The tyranny of Flexbit’s five little lights


Like most people, I probably could do a better job of maintaining my personal level of fitness. It’s not so long ago that I refereed rugby professionally (for instance, check out this highly pixelated video from a 1999 European Challenge Cup match between RC Toulon (France) and Ebbw Vale (Wales) – the clue is that the referee is the guy in the green shirt) but the slope downwards since I retired from active refereeing has been steep. Some action was therefore required.

Having done my fair share of treadmill miles over the years, I was in no hurry to join a gym and acquaint myself with any machines of torture again. In fact, I wasn’t in a hurry to do very much at all, which is the reason why I needed a certain impetus to get going again.

That impetus came from a device called the Fitbit Flex, which I’ve used for a couple of months. Unlike treadmills, which apply their own form of physical torture to the body, the Flex is all about mental torture – the need to satisfy its demand that five lights show when you tap the device to report on your daily progress towards your personal goal. This could be 10,000 steps (the default) or 10km or a certain number of calories burned. You see five lights when your daily goal is achieved. Until that point arrives, a certain pressure exists to do more to move toward the goal, which I guess is the reason why the Flex exists.

Happiness! Five lights are lit - I can go and have a pizza...

Happiness! Five lights are lit – I can go and have a pizza…

As a version 1.0 example of wearable physical measurement technology, the Fitbit Flex is not perfect and the online dashboard that is available to review the data that the device collects is spartan, unless you pay for the premium version (which I do not). However, it’s enough to provide a constant reminder of activity and progress and that’s enough for me. The Flex reports its progress by synchronizing over Bluetooth with an application that’s loaded on my PC. A small USB gadget is plugged in to facilitate the synchronization, which works well.

The Flex comes with two sizes of rubberized wristband. The device itself is waterproof, so I wear it all the time, including when sleeping. The device does its best to track and report on how well you sleep, as long as you remember to tap it (correctly) to put the Flex into sleep mode.  I haven’t tried it when swimming but it certainly doesn’t mind going into the shower.

One thing that is good is that the Flex does a reasonable job of measuring distances that you walk or run. I’ve checked it several times against other pedometers, including the Pedometer Master app that I have on my Nokia Lumia 1020 (a good app of the kind if you’re looking for one on Windows Phone). The Flex is certainly better than other similar devices, including the Misfit Shine that my wife wears.

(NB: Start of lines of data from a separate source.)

//! Group-by aggregates.
//!
//! Ratios on grouped views are recomputed from the summed columns (ratio of
//! sums). Averaging the per-row ratios would weight a 10-impression row the
//! same as a 10 000-impression row.

use std::collections::BTreeMap;

use serde::Serialize;

use crate::analysis::derive::{conversion_rate, ctr};
use crate::domain::{AdRecord, CampaignId, Gender, Metric};

/// Column sums for one group. Missing cells contribute nothing.
#[derive(Debug, Clone, Default, PartialEq, Serialize)]
pub struct GroupTotals {
    pub rows: usize,
    pub impressions: u64,
    pub clicks: u64,
    pub spent: f64,
    pub total_conversion: u64,
    pub approved_conversion: u64,
}

impl GroupTotals {
    fn add(&mut self, r: &AdRecord) {
        self.rows += 1;
        self.impressions += r.impressions.unwrap_or(0);
        self.clicks += r.clicks.unwrap_or(0);
        self.spent += r.spent.unwrap_or(0.0);
        self.total_conversion += r.total_conversion.unwrap_or(0);
        self.approved_conversion += r.approved_conversion.unwrap_or(0);
    }

    /// CTR of the summed columns (undefined with zero impressions).
    pub fn ctr(&self) -> Option<f64> {
        ctr(self.clicks as f64, self.impressions as f64)
    }

    /// Conversion rate of the summed columns (zero clicks count as one).
    pub fn conversion_rate(&self) -> f64 {
        conversion_rate(self.approved_conversion as f64, self.clicks as f64)
    }

    pub fn metric(&self, metric: Metric) -> f64 {
        match metric {
            Metric::Impressions => self.impressions as f64,
            Metric::Clicks => self.clicks as f64,
            Metric::Spent => self.spent,
            Metric::TotalConversion => self.total_conversion as f64,
            Metric::ApprovedConversion => self.approved_conversion as f64,
        }
    }
}

/// Totals for one gender.
#[derive(Debug, Clone, Serialize)]
pub struct GenderSummary {
    pub gender: Gender,
    pub totals: GroupTotals,
    pub ctr: Option<f64>,
    pub conversion_rate: f64,
}

/// Totals for one (campaign, gender) pair.
#[derive(Debug, Clone, Serialize)]
pub struct CampaignGenderSummary {
    pub campaign_id: CampaignId,
    pub gender: Gender,
    pub totals: GroupTotals,
    pub ctr: Option<f64>,
    pub conversion_rate: f64,
}

/// Sum by gender, ordered `F`, `M`.
pub fn by_gender(records: &[AdRecord]) -> Vec<GenderSummary> {
    let mut groups: BTreeMap<Gender, GroupTotals> = BTreeMap::new();
    for r in records {
        groups.entry(r.gender).or_default().add(r);
    }

    groups
        .into_iter()
        .map(|(gender, totals)| GenderSummary {
            gender,
            ctr: totals.ctr(),
            conversion_rate: totals.conversion_rate(),
            totals,
        })
        .collect()
}

/// Sum by (campaign, gender), ordered by campaign id (as text) then gender.
pub fn by_campaign_gender(records: &[AdRecord]) -> Vec<CampaignGenderSummary> {
    let mut groups: BTreeMap<(CampaignId, Gender), GroupTotals> = BTreeMap::new();
    for r in records {
        groups.entry((r.campaign_id.clone(), r.gender)).or_default().add(r);
    }

    groups
        .into_iter()
        .map(|((campaign_id, gender), totals)| CampaignGenderSummary {
            campaign_id,
            gender,
            ctr: totals.ctr(),
            conversion_rate: totals.conversion_rate(),
            totals,
        })
        .collect()
}

/// Look up one gender in a `by_gender` result.
pub fn find_gender(summaries: &[GenderSummary], gender: Gender) -> Option<&GenderSummary> {
    summaries.iter().find(|s| s.gender == gender)
}

#[cfg(test)]
mod tests {
    use super::*;

    fn record(campaign: &str, gender: Gender, impressions: u64, clicks: u64, approved: u64) -> AdRecord {
        AdRecord {
            campaign_id: CampaignId::new(campaign),
            gender,
            impressions: Some(impressions),
            clicks: Some(clicks),
            spent: Some(clicks as f64 * 1.5),
            total_conversion: Some(approved + 1),
            approved_conversion: Some(approved),
        }
    }

    #[test]
    fn grouped_ctr_is_ratio_of_sums() {
        let records = vec![record("916", Gender::M, 100, 10, 0), record("916", Gender::M, 200, 20, 0)];
        let summary = by_gender(&records);
        let m = find_gender(&summary, Gender::M).unwrap();

        assert_eq!(m.totals.clicks, 30);
        assert_eq!(m.totals.impressions, 300);
        assert!((m.ctr.unwrap() - 0.10).abs() < 1e-12);
    }

    #[test]
    fn ratio_of_sums_differs_from_mean_of_ratios() {
        let records = vec![record("916", Gender::F, 10, 5, 0), record("916", Gender::F, 1000, 10, 0)];
        let f = &by_gender(&records)[0];
        let mean_of_ratios = (5.0 / 10.0 + 10.0 / 1000.0) / 2.0;
        assert!((f.ctr.unwrap() - 15.0 / 1010.0).abs() < 1e-12);
        assert!((f.ctr.unwrap() - mean_of_ratios).abs() > 0.1);
    }

    #[test]
    fn grouped_conversion_rate_guards_zero_clicks() {
        let records = vec![record("936", Gender::F, 100, 0, 3)];
        let f = &by_gender(&records)[0];
        assert_eq!(f.conversion_rate, 3.0);
    }

    #[test]
    fn gender_groups_are_sorted() {
        let records = vec![record("916", Gender::M, 1, 1, 0), record("916", Gender::F, 1, 1, 0)];
        let genders: Vec<Gender> = by_gender(&records).iter().map(|s| s.gender).collect();
        assert_eq!(genders, vec![Gender::F, Gender::M]);
    }

    #[test]
    fn campaign_gender_groups_sum_and_sort() {
        let records = vec![
            record("936", Gender::M, 100, 4, 1),
            record("1178", Gender::F, 100, 2, 0),
            record("936", Gender::M, 100, 6, 1),
            record("936", Gender::F, 100, 1, 1),
        ];
        let groups = by_campaign_gender(&records);
        let keys: Vec<(&str, Gender)> = groups.iter().map(|g| (g.campaign_id.as_str(), g.gender)).collect();
        assert_eq!(keys, vec![("1178", Gender::F), ("936", Gender::F), ("936", Gender::M)]);

        let m936 = &groups[2];
        assert_eq!(m936.totals.rows, 2);
        assert_eq!(m936.totals.clicks, 10);
        assert_eq!(m936.totals.approved_conversion, 2);
        assert!((m936.conversion_rate - 0.2).abs() < 1e-12);
        assert!((m936.totals.metric(Metric::Spent) - 15.0).abs() < 1e-12);
    }

    #[test]
    fn missing_cells_are_skipped_in_sums() {
        let mut a = record("916", Gender::M, 100, 10, 1);
        a.clicks = None;
        let b = record("916", Gender::M, 100, 10, 1);
        let m = &by_gender(&[a, b])[0];
        assert_eq!(m.totals.clicks, 10);
        assert_eq!(m.totals.impressions, 200);
    }
}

Despite many attempts to calibrate the Shine, it seems to under-record distance by between 10 and 15%. On the other hand, the Shine is a very attractive device and includes a watch function (that can be impossible to view in bright light).

Devices like the Flex and the Shine exist to help give people like me a reason to exercise. For me, it’s been helpful – so much so that when I lost my first Flex, I immediately bought a replacement. I think the Flex fell off my wrist when I took off my coat and dislodged the catch, which taught me a lesson to pay attention to its fastening in future.

You’ll probably never need something like the Flex if you’re a disciplined type of individual who finds it easy to organize exercise into your life. I find it helpful, even if doing enough on a daily basis to satisfy those five blessed lights is sometimes a real pain.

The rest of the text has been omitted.